**DATA EXCERPTS**

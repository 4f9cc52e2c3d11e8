//! Human-readable output formatting
//!
//! This is the text an agent sees. Failures always start with `Error: `.

use crate::engine::files::DirectoryEntry;
use crate::engine::gateway::ResultData;
use crate::error::{GatewayError, Result};
use crate::script::ExecutionOutcome;

pub fn format_human(result: &Result<ResultData>) -> String {
    match result {
        Ok(ResultData::Listing(entries)) => format_listing(entries),
        Ok(ResultData::Execution(outcome)) => format_execution(outcome),
        Err(e) => format_error(e),
    }
}

/// One `- name: file_size=N bytes, is_dir=True|False` line per entry, in order.
pub fn format_listing(entries: &[DirectoryEntry]) -> String {
    entries
        .iter()
        .map(|entry| {
            format!(
                "- {}: file_size={} bytes, is_dir={}",
                entry.name,
                entry.size_bytes,
                if entry.is_dir { "True" } else { "False" }
            )
        })
        .collect::<Vec<_>>()
        .join("\n")
}

pub fn format_execution(outcome: &ExecutionOutcome) -> String {
    let mut lines = Vec::new();

    if outcome.timed_out {
        lines.push(format!(
            "Process timed out after {} seconds",
            format_seconds(outcome.timeout_ms)
        ));
    } else {
        match (outcome.exit_code, outcome.signal) {
            (Some(0), _) => {}
            (Some(code), _) => lines.push(format!("Process exited with code {}", code)),
            (None, Some(signal)) => lines.push(format!("Process terminated by signal {}", signal)),
            (None, None) => lines.push("Process terminated without an exit code".to_string()),
        }
    }

    if !outcome.stdout.is_empty() {
        lines.push(format!("STDOUT: {}", outcome.stdout));
    }
    if !outcome.stderr.is_empty() {
        lines.push(format!("STDERR: {}", outcome.stderr));
    }
    if outcome.stdout.is_empty() && outcome.stderr.is_empty() {
        lines.push("No output produced".to_string());
    }

    lines.join("\n")
}

/// Whole seconds print bare, anything else with one decimal.
fn format_seconds(ms: u64) -> String {
    if ms % 1000 == 0 {
        (ms / 1000).to_string()
    } else {
        format!("{:.1}", ms as f64 / 1000.0)
    }
}

pub fn format_error(error: &GatewayError) -> String {
    format!("Error: {}", error)
}
//! Tool declarations for calling agents
//!
//! Each gateway operation is advertised as a function with a JSON-Schema
//! parameter object, and calls come back in as a name plus JSON arguments.

use serde::{Deserialize, Serialize};
use serde_json::{json, Value};
use tracing::warn;

use crate::engine::gateway::{Gateway, ResultData};
use crate::error::{GatewayError, Result};
use crate::script::ExecutionRequest;

pub const GET_FILES_INFO: &str = "get_files_info";
pub const RUN_PYTHON_FILE: &str = "run_python_file";

/// A callable function as advertised to an agent.
#[derive(Debug, Clone, PartialEq, Serialize)]
pub struct ToolDeclaration {
    pub name: String,
    pub description: String,
    pub parameters: Value,
}

pub fn declarations() -> Vec<ToolDeclaration> {
    vec![
        ToolDeclaration {
            name: GET_FILES_INFO.to_string(),
            description: "Lists files in a specified directory relative to the working directory, \
                          providing file size and directory status"
                .to_string(),
            parameters: json!({
                "type": "object",
                "properties": {
                    "directory": {
                        "type": "string",
                        "description": "Directory path to list files from, relative to the working \
                                        directory (default is the working directory itself)"
                    }
                }
            }),
        },
        ToolDeclaration {
            name: RUN_PYTHON_FILE.to_string(),
            description: "Executes a Python file relative to the working directory, with optional \
                          arguments, and reports its exit code and output"
                .to_string(),
            parameters: json!({
                "type": "object",
                "properties": {
                    "file_path": {
                        "type": "string",
                        "description": "Path to the Python file to execute, relative to the working directory"
                    },
                    "args": {
                        "type": "array",
                        "items": { "type": "string" },
                        "description": "Arguments to pass to the Python file"
                    }
                },
                "required": ["file_path"]
            }),
        },
    ]
}

#[derive(Debug, Deserialize)]
struct GetFilesInfoArgs {
    directory: Option<String>,
}

#[derive(Debug, Deserialize)]
struct RunPythonFileArgs {
    file_path: String,
    args: Option<Vec<String>>,
}

/// Route a named call to the gateway operation it names.
pub fn dispatch(gateway: &Gateway, name: &str, arguments: &Value) -> Result<ResultData> {
    match name {
        GET_FILES_INFO => {
            let args: GetFilesInfoArgs = parse_arguments(name, arguments)?;
            gateway.list(args.directory.as_deref())
        }
        RUN_PYTHON_FILE => {
            let args: RunPythonFileArgs = parse_arguments(name, arguments)?;
            let request =
                ExecutionRequest::new(args.file_path).with_args(args.args.unwrap_or_default());
            gateway.run(&request)
        }
        _ => {
            warn!(name, "call to unknown tool");
            Err(GatewayError::UnknownTool {
                name: name.to_string(),
            })
        }
    }
}

fn parse_arguments<T: serde::de::DeserializeOwned>(tool: &str, arguments: &Value) -> Result<T> {
    // A call without arguments arrives as null
    let arguments = if arguments.is_null() {
        json!({})
    } else {
        arguments.clone()
    };

    serde_json::from_value(arguments).map_err(|e| GatewayError::InvalidArguments {
        tool: tool.to_string(),
        detail: e.to_string(),
    })
}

**WHAT IS NEEDED**
Transcribe the whole listing above exactly, leaving nothing out.

**YOUR RESPONSE**
repository 4f9cc52e2c3d11e8
//! Human-readable output formatting
//!
//! This is the text an agent sees. Failures always start with `Error: `.

use crate::engine::files::DirectoryEntry;
use crate::engine::gateway::ResultData;
use crate::error::{GatewayError, Result};
use crate::script::ExecutionOutcome;

pub fn format_human(result: &Result<ResultData>) -> String {
    match result {
        Ok(ResultData::Listing(entries)) => format_listing(entries),
        Ok(ResultData::Execution(outcome)) => format_execution(outcome),
        Err(e) => format_error(e),
    }
}

/// One `- name: file_size=N bytes, is_dir=True|False` line per entry, in order.
pub fn format_listing(entries: &[DirectoryEntry]) -> String {
    entries
        .iter()
        .map(|entry| {
            format!(
                "- {}: file_size={} bytes, is_dir={}",
                entry.name,
                entry.size_bytes,
                if entry.is_dir { "True" } else { "False" }
            )
        })
        .collect::<Vec<_>>()
        .join("\n")
}

pub fn format_execution(outcome: &ExecutionOutcome) -> String {
    let mut lines = Vec::new();

    if outcome.timed_out {
        lines.push(format!(
            "Process timed out after {} seconds",
            format_seconds(outcome.timeout_ms)
        ));
    } else {
        match (outcome.exit_code, outcome.signal) {
            (Some(0), _) => {}
            (Some(code), _) => lines.push(format!("Process exited with code {}", code)),
            (None, Some(signal)) => lines.push(format!("Process terminated by signal {}", signal)),
            (None, None) => lines.push("Process terminated without an exit code".to_string()),
        }
    }

    if !outcome.stdout.is_empty() {
        lines.push(format!("STDOUT: {}", outcome.stdout));
    }
    if !outcome.stderr.is_empty() {
        lines.push(format!("STDERR: {}", outcome.stderr));
    }
    if outcome.stdout.is_empty() && outcome.stderr.is_empty() {
        lines.push("No output produced".to_string());
    }

    lines.join("\n")
}

/// Whole seconds print bare, anything else with one decimal.
fn format_seconds(ms: u64) -> String {
    if ms % 1000 == 0 {
        (ms / 1000).to_string()
    } else {
        format!("{:.1}", ms as f64 / 1000.0)
    }
}

pub fn format_error(error: &GatewayError) -> String {
    format!("Error: {}", error)
}
//! Tool declarations for calling agents
//!
//! Each gateway operation is advertised as a function with a JSON-Schema
//! parameter object, and calls come back in as a name plus JSON arguments.

use serde::{Deserialize, Serialize};
use serde_json::{json, Value};
use tracing::warn;

use crate::engine::gateway::{Gateway, ResultData};
use crate::error::{GatewayError, Result};
use crate::script::ExecutionRequest;

pub const GET_FILES_INFO: &str = "get_files_info";
pub const RUN_PYTHON_FILE: &str = "run_python_file";

/// A callable function as advertised to an agent.
#[derive(Debug, Clone, PartialEq, Serialize)]
pub struct ToolDeclaration {
    pub name: String,
    pub description: String,
    pub parameters: Value,
}

pub fn declarations() -> Vec<ToolDeclaration> {
    vec![
        ToolDeclaration {
            name: GET_FILES_INFO.to_string(),
            description: "Lists files in a specified directory relative to the working directory, \
                          providing file size and directory status"
                .to_string(),
            parameters: json!({
                "type": "object",
                "properties": {
                    "directory": {
                        "type": "string",
                        "description": "Directory path to list files from, relative to the working \
                                        directory (default is the working directory itself)"
                    }
                }
            }),
        },
        ToolDeclaration {
            name: RUN_PYTHON_FILE.to_string(),
            description: "Executes a Python file relative to the working directory, with optional \
                          arguments, and reports its exit code and output"
                .to_string(),
            parameters: json!({
                "type": "object",
                "properties": {
                    "file_path": {
                        "type": "string",
                        "description": "Path to the Python file to execute, relative to the working directory"
                    },
                    "args": {
                        "type": "array",
                        "items": { "type": "string" },
                        "description": "Arguments to pass to the Python file"
                    }
                },
                "required": ["file_path"]
            }),
        },
    ]
}

#[derive(Debug, Deserialize)]
struct GetFilesInfoArgs {
    directory: Option<String>,
}

#[derive(Debug, Deserialize)]
struct RunPythonFileArgs {
    file_path: String,
    args: Option<Vec<String>>,
}

/// Route a named call to the gateway operation it names.
pub fn dispatch(gateway: &Gateway, name: &str, arguments: &Value) -> Result<ResultData> {
    match name {
        GET_FILES_INFO => {
            let args: GetFilesInfoArgs = parse_arguments(name, arguments)?;
            gateway.list(args.directory.as_deref())
        }
        RUN_PYTHON_FILE => {
            let args: RunPythonFileArgs = parse_arguments(name, arguments)?;
            let request =
                ExecutionRequest::new(args.file_path).with_args(args.args.unwrap_or_default());
            gateway.run(&request)
        }
        _ => {
            warn!(name, "call to unknown tool");
            Err(GatewayError::UnknownTool {
                name: name.to_string(),
            })
        }
    }
}

fn parse_arguments<T: serde::de::DeserializeOwned>(tool: &str, arguments: &Value) -> Result<T> {
    // A call without arguments arrives as null
    let arguments = if arguments.is_null() {
        json!({})
    } else {
        arguments.clone()
    };

    serde_json::from_value(arguments).map_err(|e| GatewayError::InvalidArguments {
        tool: tool.to_string(),
        detail: e.to_string(),
    })
}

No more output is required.